Univet siamo noi: Massimo, dalla squadra del magazzino
6 aprile 2016

Da undici anni in Univet, Massimo apprezza molto il gruppo coeso che si è formato sul lavoro. Tra l’altro trova molto positiva la collaborazione con le donne che vorrebbe più numerose. Le donne, ci dice, sono più ordinate e danno sempre un punto di vista diverso, creativo, che permette un confronto utile.

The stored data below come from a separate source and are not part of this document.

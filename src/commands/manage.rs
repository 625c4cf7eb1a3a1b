use tracing::{info, warn};

use crate::projects::fetch_projects;
use crate::state::Context;

/// Reload the project list (admin only)
#[poise::command(slash_command, guild_only)]
pub async fn reload(ctx: Context<'_>) -> Result<(), anyhow::Error> {
    let user_id = ctx.author().id.get();
    if !ctx.data().is_admin(user_id) {
        ctx.say("This command is admin-only.").await?;
        return Ok(());
    }

    ctx.defer().await?;

    let data = ctx.data();
    let fresh = match fetch_projects(&data.source, &data.api).await {
        Ok(fresh) => fresh,
        Err(e) => {
            warn!(error = %e, source = %data.source, "project reload failed");
            ctx.say(format!("Reload failed: {:#}", e)).await?;
            return Ok(());
        }
    };

    let (projects, topics, issues) = {
        let mut catalog = data.catalog.write().await;
        catalog.replace(fresh);
        (
            catalog.len(),
            catalog.facets().topics.len(),
            catalog.facets().issues.len(),
        )
    };

    info!(user_id, projects, "project catalog reloaded");
    ctx.say(format!(
        "Reloaded **{}** projects ({} topics, {} issue labels) from `{}`.",
        projects, topics, issues, data.source
    ))
    .await?;
    Ok(())
}

/// Show where projects come from and when they were loaded
#[poise::command(slash_command, guild_only)]
pub async fn status(ctx: Context<'_>) -> Result<(), anyhow::Error> {
    let data = ctx.data();
    let text = {
        let catalog = data.catalog.read().await;
        format!(
            "**{}** projects from `{}`, loaded {}\nBackend: {}\nGitHub login: {}",
            catalog.len(),
            data.source,
            catalog.loaded_at().format("%Y-%m-%d %H:%M UTC"),
            data.api.base_url(),
            if data.github.is_some() { "enabled" } else { "disabled" }
        )
    };
    ctx.say(text).await?;
    Ok(())
}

Massimo è stato un buon giocatore di calcio, e questo aiuta a capire da dove provenga la sua predisposizione per il lavoro di squadra, la sua innata capacità di affrontare le sfide con una strategia collettiva. Ha infatti iniziato nelle giovanili dell’Atalanta, forse il vivaio calcistico più importante d’Italia, per poi giocare in varie squadre, tra cui il Lumezzane, anche in Trentino, principalmente come esterno destro, attraversando molte categorie, ma sempre divertendosi, come fa ancora oggi. Inoltre Massimo è appassionato di poker: è un buon giocatore perché sa misurare e mescolare l’azzardo, il coraggio, il calcolo e lo studio degli avversari, doti che gli vengono anche dalla sua lunga esperienza sui campi di calcio.
Sogna di trasferirsi un giorno in una località di mare. Quando ci va, guardare l’orizzonte lo riconcilia con il mondo. Difficile non essere d’accordo con lui.